In Matter of Lorchitsky v. Gotham Folding Box Co (230 N.Y. 8,12) we said that the mere proof of an accident without other evidence does not create the statutory presumption that the accident arose out of and in the course of the employment, but that there "must be some evidence from which the conclusion canbe drawn that the injuries did arise out of and in the course of the employment." (Emphasis supplied.)

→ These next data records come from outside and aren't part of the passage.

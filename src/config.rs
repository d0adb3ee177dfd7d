use std::time::Duration;

/// 程序配置文件
#[derive(Clone, Debug)]
pub struct Config {
    /// 同时处理的请求数量
    pub max_concurrent_requests: usize,
    /// 单个请求内同时生成的主题数量（1 表示按顺序逐个生成）
    pub max_concurrent_topics: usize,
    /// 请求 TOML 文件存放目录
    pub requests_folder: String,
    /// 生成结果 JSON 输出目录
    pub output_folder: String,
    /// 科目 / 保存配置 / 主题表 所在的 TOML 文件
    pub catalog_file: String,
    /// 是否显示详细日志
    pub verbose_logging: bool,
    /// 输出日志文件
    pub output_log_file: String,
    /// 打乱题目顺序时使用的随机种子（不设置则每次不同）
    pub shuffle_seed: Option<u64>,
    // --- LLM 配置 ---
    pub llm_api_key: String,
    pub llm_api_base_url: String,
    pub llm_model_name: String,
    pub llm_temperature: f32,
    /// 单次调用超时（秒）
    pub llm_timeout_secs: u64,
    /// 每道题预留的输出 token 数
    pub tokens_per_question: u32,
    /// 单次调用的输出 token 上限
    pub max_output_tokens: u32,
    /// 两次重试之间的等待时间（毫秒）
    pub retry_delay_ms: u64,
}

impl Default for Config {
    fn default() -> Self {
        Self {
            max_concurrent_requests: 4,
            max_concurrent_topics: 1,
            requests_folder: "requests".to_string(),
            output_folder: "output".to_string(),
            catalog_file: "data/catalog.toml".to_string(),
            verbose_logging: false,
            output_log_file: "output.txt".to_string(),
            shuffle_seed: None,
            llm_api_key: String::new(),
            llm_api_base_url: "https://api.openai.com/v1".to_string(),
            llm_model_name: "gpt-3.5-turbo".to_string(),
            llm_temperature: 0.7,
            llm_timeout_secs: 60,
            tokens_per_question: 300,
            max_output_tokens: 4000,
            retry_delay_ms: 500,
        }
    }
}

impl Config {
    pub fn from_env() -> Self {
        let default = Self::default();
        Self {
            max_concurrent_requests: std::env::var("MAX_CONCURRENT_REQUESTS").ok().and_then(|v| v.parse().ok()).unwrap_or(default.max_concurrent_requests),
            max_concurrent_topics: std::env::var("MAX_CONCURRENT_TOPICS").ok().and_then(|v| v.parse().ok()).unwrap_or(default.max_concurrent_topics),
            requests_folder: std::env::var("REQUESTS_FOLDER").unwrap_or(default.requests_folder),
            output_folder: std::env::var("OUTPUT_FOLDER").unwrap_or(default.output_folder),
            catalog_file: std::env::var("CATALOG_FILE").unwrap_or(default.catalog_file),
            verbose_logging: std::env::var("VERBOSE_LOGGING").ok().and_then(|v| v.parse().ok()).unwrap_or(default.verbose_logging),
            output_log_file: std::env::var("OUTPUT_LOG_FILE").unwrap_or(default.output_log_file),
            shuffle_seed: std::env::var("SHUFFLE_SEED").ok().and_then(|v| v.parse().ok()).or(default.shuffle_seed),
            llm_api_key: std::env::var("LLM_API_KEY").unwrap_or(default.llm_api_key),
            llm_api_base_url: std::env::var("LLM_API_BASE_URL").unwrap_or(default.llm_api_base_url),
            llm_model_name: std::env::var("LLM_MODEL_NAME").unwrap_or(default.llm_model_name),
            llm_temperature: std::env::var("LLM_TEMPERATURE").ok().and_then(|v| v.parse().ok()).unwrap_or(default.llm_temperature),
            llm_timeout_secs: std::env::var("LLM_TIMEOUT_SECS").ok().and_then(|v| v.parse().ok()).unwrap_or(default.llm_timeout_secs),
            tokens_per_question: std::env::var("TOKENS_PER_QUESTION").ok().and_then(|v| v.parse().ok()).unwrap_or(default.tokens_per_question),
            max_output_tokens: std::env::var("MAX_OUTPUT_TOKENS").ok().and_then(|v| v.parse().ok()).unwrap_or(default.max_output_tokens),
            retry_delay_ms: std::env::var("RETRY_DELAY_MS").ok().and_then(|v| v.parse().ok()).unwrap_or(default.retry_delay_ms),
        }
    }

    /// 提取编排层需要的参数
    pub fn generator_settings(&self) -> GeneratorSettings {
        GeneratorSettings {
            tokens_per_question: self.tokens_per_question,
            max_output_tokens: self.max_output_tokens,
            call_timeout: Duration::from_secs(self.llm_timeout_secs),
            retry_delay: Duration::from_millis(self.retry_delay_ms),
            max_concurrent_topics: self.max_concurrent_topics.max(1),
            shuffle_seed: self.shuffle_seed,
        }
    }
}

/// 生成器运行参数
#[derive(Clone, Debug)]
pub struct GeneratorSettings {
    pub tokens_per_question: u32,
    pub max_output_tokens: u32,
    pub call_timeout: Duration,
    pub retry_delay: Duration,
    pub max_concurrent_topics: usize,
    pub shuffle_seed: Option<u64>,
}

impl Default for GeneratorSettings {
    fn default() -> Self {
        Config::default().generator_settings()
    }
}

impl GeneratorSettings {
    /// 按目标题数计算单次调用的输出 token 预算
    pub fn token_budget(&self, target_count: usize) -> u32 {
        let wanted = (target_count as u64).saturating_mul(self.tokens_per_question as u64);
        wanted.min(self.max_output_tokens as u64) as u32
    }
}
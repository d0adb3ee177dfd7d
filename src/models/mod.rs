pub mod catalog;
pub mod loaders;
pub mod question;
pub mod request;

pub use catalog::{Catalog, ResolvedRequest, SavedConfig, SubjectEntry, TopicKey, TopicTable};
pub use loaders::{load_all_request_files, load_catalog, load_material, load_toml_to_request};
pub use question::{BatchOutcome, BatchTarget, GenerationOutcome, QuestionRecord};
pub use request::{Difficulty, GenerationMode, GenerationRequest, RequestSpec, MAX_QUESTIONS, UNTITLED_QUIZ};
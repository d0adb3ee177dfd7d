//! # Quiz Generate
//!
//! 一个用于批量生成选择题测验的 Rust 应用程序
//!
//! ## 架构设计
//!
//! 本系统采用分层架构：
//!
//! ### ① 客户端层（Clients）
//! - `clients/` - 生成客户端的抽象与实现
//! - `GenerationClient` - 输入提示词，输出文本
//! - `OpenAiGenerationClient` - 基于 OpenAI 兼容接口的实现
//!
//! ### ② 业务能力层（Services）
//! - `services/` - 描述"我能做什么"，每个能力都是无状态的
//! - `TopicPlanner` - 主题规划
//! - `batch_scheduler` - 题数分配
//! - `prompt` - 提示词构造
//! - `response_parser` - 解析并校验模型输出
//! - `aggregator` - 汇总批次结果
//! - `OutcomeWriter` - 写结果文件
//!
//! ### ③ 流程层（Workflow）
//! - `workflow/` - 定义"一个主题"的完整生成流程
//! - `BatchCtx` - 上下文封装（请求索引 + 主题位置）
//! - `BatchFlow` - 重试控制（调用 → 解析 → 重试/放弃）
//!
//! ### ④ 编排层（Orchestration）
//! - `orchestrator/batch_processor` - 批量请求处理器，管理资源和并发
//! - `orchestrator/request_processor` - 单个请求处理器
//! - `orchestrator/quiz_generator` - 把一个请求拆成多个批次并汇总
//!
//! ## 模块结构

pub mod clients;
pub mod config;
pub mod error;
pub mod models;
pub mod orchestrator;
pub mod services;
pub mod utils;
pub mod workflow;

// 重新导出常用类型
pub use clients::{GenerationClient, OpenAiGenerationClient};
pub use config::{Config, GeneratorSettings};
pub use error::{GenerationError, GenerationResult, ParseError, ServiceError};
pub use models::{Difficulty, GenerationOutcome, GenerationRequest, QuestionRecord, RequestSpec};
pub use orchestrator::{process_request, App, QuizGenerator};
pub use workflow::{BatchCtx, BatchFlow};
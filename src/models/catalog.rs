//! 科目目录
//!
//! 包含三部分：科目列表、用户保存的测验配置、主题表。
//! 主题表以 (category, level, subject, difficulty) 组合键索引。

use serde::{Deserialize, Serialize};
use std::collections::HashMap;

use crate::error::{GenerationError, GenerationResult};
use crate::models::request::{Difficulty, GenerationMode, GenerationRequest, RequestSpec, UNTITLED_QUIZ};

/// 学习材料模式下没有指定科目时使用的名称
pub const GENERAL: &str = "General";

/// 科目
#[derive(Debug, Clone, PartialEq, Eq, Serialize, Deserialize)]
pub struct SubjectEntry {
    pub id: u64,
    pub name: String,
    pub level: String,
    pub category: String,
}

/// 保存的测验配置
#[derive(Debug, Clone, PartialEq, Eq, Serialize, Deserialize)]
pub struct SavedConfig {
    pub id: u64,
    pub subject_id: u64,
    #[serde(default)]
    pub difficulty: Difficulty,
    pub number_of_questions: usize,
}

/// 主题表中的一行
#[derive(Debug, Clone, Serialize, Deserialize)]
pub struct TopicEntry {
    pub category: String,
    pub level: String,
    pub subject: String,
    pub difficulty: Difficulty,
    pub labels: Vec<String>,
}

/// 主题表组合键
#[derive(Debug, Clone, PartialEq, Eq, Hash)]
pub struct TopicKey {
    pub category: String,
    pub level: String,
    pub subject: String,
    pub difficulty: Difficulty,
}

impl TopicKey {
    pub fn new(
        category: impl Into<String>,
        level: impl Into<String>,
        subject: impl Into<String>,
        difficulty: Difficulty,
    ) -> Self {
        Self {
            category: category.into(),
            level: level.into(),
            subject: subject.into(),
            difficulty,
        }
    }

    pub fn for_request(request: &GenerationRequest) -> Self {
        Self::new(&request.category, &request.level, &request.subject, request.difficulty)
    }
}

/// 主题表
#[derive(Debug, Clone, Default)]
pub struct TopicTable {
    entries: HashMap<TopicKey, Vec<String>>,
}

impl TopicTable {
    pub fn new() -> Self {
        Self::default()
    }

    /// 插入一组主题，同一个键重复插入时后者覆盖前者
    pub fn insert(&mut self, key: TopicKey, labels: Vec<String>) {
        self.entries.insert(key, labels);
    }

    pub fn get(&self, key: &TopicKey) -> Option<&[String]> {
        self.entries.get(key).map(Vec::as_slice)
    }

    pub fn len(&self) -> usize {
        self.entries.len()
    }

    pub fn is_empty(&self) -> bool {
        self.entries.is_empty()
    }
}

impl FromIterator<TopicEntry> for TopicTable {
    fn from_iter<I: IntoIterator<Item = TopicEntry>>(iter: I) -> Self {
        let mut table = TopicTable::new();
        for entry in iter {
            let key = TopicKey::new(entry.category, entry.level, entry.subject, entry.difficulty);
            table.insert(key, entry.labels);
        }
        table
    }
}

/// 目录文件的原始结构
#[derive(Debug, Default, Deserialize)]
struct CatalogFile {
    #[serde(default)]
    subjects: Vec<SubjectEntry>,
    #[serde(default)]
    saved_configs: Vec<SavedConfig>,
    #[serde(default)]
    topics: Vec<TopicEntry>,
}

/// 解析后的请求
#[derive(Debug, Clone)]
pub struct ResolvedRequest {
    pub request: GenerationRequest,
    pub mode: GenerationMode,
    /// 学习材料模式下的材料路径
    pub material_file: Option<String>,
}

/// 科目目录
#[derive(Debug, Clone, Default)]
pub struct Catalog {
    subjects: HashMap<u64, SubjectEntry>,
    saved_configs: HashMap<u64, SavedConfig>,
    topics: TopicTable,
}

impl Catalog {
    pub fn new(subjects: Vec<SubjectEntry>, saved_configs: Vec<SavedConfig>, topics: TopicTable) -> Self {
        Self {
            subjects: subjects.into_iter().map(|s| (s.id, s)).collect(),
            saved_configs: saved_configs.into_iter().map(|c| (c.id, c)).collect(),
            topics,
        }
    }

    pub fn from_toml_str(content: &str) -> Result<Self, toml::de::Error> {
        let file: CatalogFile = toml::from_str(content)?;
        Ok(Self::new(
            file.subjects,
            file.saved_configs,
            file.topics.into_iter().collect(),
        ))
    }

    pub fn topics(&self) -> &TopicTable {
        &self.topics
    }

    pub fn subject_count(&self) -> usize {
        self.subjects.len()
    }

    pub fn subject(&self, subject_id: u64) -> GenerationResult<&SubjectEntry> {
        self.subjects
            .get(&subject_id)
            .ok_or(GenerationError::SubjectNotFound { subject_id })
    }

    pub fn saved_config(&self, config_id: u64) -> GenerationResult<&SavedConfig> {
        self.saved_configs
            .get(&config_id)
            .ok_or(GenerationError::ConfigurationNotFound { config_id })
    }

    /// 把请求文件解析为生成请求
    ///
    /// 优先级：config_id > material_file > subject_id
    pub fn resolve(&self, spec: &RequestSpec) -> GenerationResult<ResolvedRequest> {
        if let Some(config_id) = spec.config_id {
            let saved = self.saved_config(config_id)?;
            let subject = self.subject(saved.subject_id)?;
            return Ok(ResolvedRequest {
                request: GenerationRequest::new(
                    &subject.category,
                    &subject.level,
                    &subject.name,
                    saved.difficulty,
                    saved.number_of_questions,
                    spec.title.clone(),
                )?,
                mode: GenerationMode::TopicPlanned,
                material_file: None,
            });
        }

        if let Some(material_file) = &spec.material_file {
            let (category, level, subject) = match spec.subject_id {
                Some(id) => {
                    let s = self.subject(id)?;
                    (s.category.clone(), s.level.clone(), s.name.clone())
                }
                None => (GENERAL.to_string(), GENERAL.to_string(), GENERAL.to_string()),
            };
            let title = spec
                .title
                .clone()
                .filter(|t| !t.trim().is_empty())
                .unwrap_or_else(|| UNTITLED_QUIZ.to_string());
            return Ok(ResolvedRequest {
                request: GenerationRequest::new(
                    category,
                    level,
                    subject,
                    spec.difficulty,
                    spec.num_questions,
                    Some(title),
                )?,
                mode: GenerationMode::Document,
                material_file: Some(material_file.clone()),
            });
        }

        if let Some(subject_id) = spec.subject_id {
            let subject = self.subject(subject_id)?;
            return Ok(ResolvedRequest {
                request: GenerationRequest::new(
                    &subject.category,
                    &subject.level,
                    &subject.name,
                    spec.difficulty,
                    spec.num_questions,
                    spec.title.clone(),
                )?,
                mode: GenerationMode::TopicPlanned,
                material_file: None,
            });
        }

        Err(GenerationError::MissingSource)
    }
}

While there is no direct evidence that claimant consumed contaminated food or drink in Olean, there was abundant indirect evidence from which that conclusion could reasonably be drawn by the board. There was certainly "some evidence" within the meaning of the Lorchitsky case. Claimant was sent into a flood area where there was special danger of typhoid infection as evidenced by the extraordinary precautions being taken by the medical authorities to prevent an epidemic. While on his employer's mission he partook of food and drink which might reasonably be found to have been contaminated, and he then developed the disease within the time which one so infected would have developed it. In the absence of "substantial evidence to the contrary" (Workmen's Compensation Law, § 21), that was sufficient to "create" or call into effect the statutory presumption that the disability arose out of and in the course of the employment. *Page 368
Concerning the second question in this case, we are of opinion that an employee suffers an "accidental * * * injury" within the meaning of the Workmen's Compensation Law (§ 48; § 2, subd. 7) when he is sent into a place of special danger and there contracts typhoid fever under the circumstances disclosed. Here the inroads of the germs were assignable to a determinate act identifiable in space and time. (Matter of Connelly v. HuntFurniture Co., 240 N.Y. 83, 85.) Thus we held in Lepow v.Lepow Knitting Mills, Inc. (288 N.Y. 377) that death benefits should be awarded under the Workmen's Compensation Law where decedent, a salesman on a business trip to South Africa, contracted malaria from a mosquito sting and died. In Matter ofGaites v. Society for Prevention of Cruelty to Children (251 App. Div. 761, affd. 277 N.Y. 534) we affirmed an award of compensation to a matron who contracted scarlet fever while taking care of children in a children's shelter which was under quarantine. In both cases claimant was required to work in a place of special danger and that fact was recognized by the court in both decisions. The chain of circumstances composed of acts of nature and of man which brought claimant to the point in time and place of danger where he ingested the germ was abnormal. It was "something catastrophic or extraordinary, a mishap or an accident (cf. Lewis v. Ocean A. G. Corp., [224 N.Y. 18] supra, at p. 21), though very likely a disease also. `A common sense appraisement of every day forms of speech and modes of thought must tell us when to stop' (Bird v. St. Paul F. M. Ins.Co., 224 N.Y. 47, 51)." (Matter of Connelly v. Hunt FurnitureCo., 240 N.Y. 83, 86.)
The order should be affirmed.
LOUGHRAN, Ch. J., LEWIS, THACHER, DYE and FULD, JJ., concur inPer Curiam opinion; CONWAY, J., dissents in opinion in which DESMOND, J., concurs.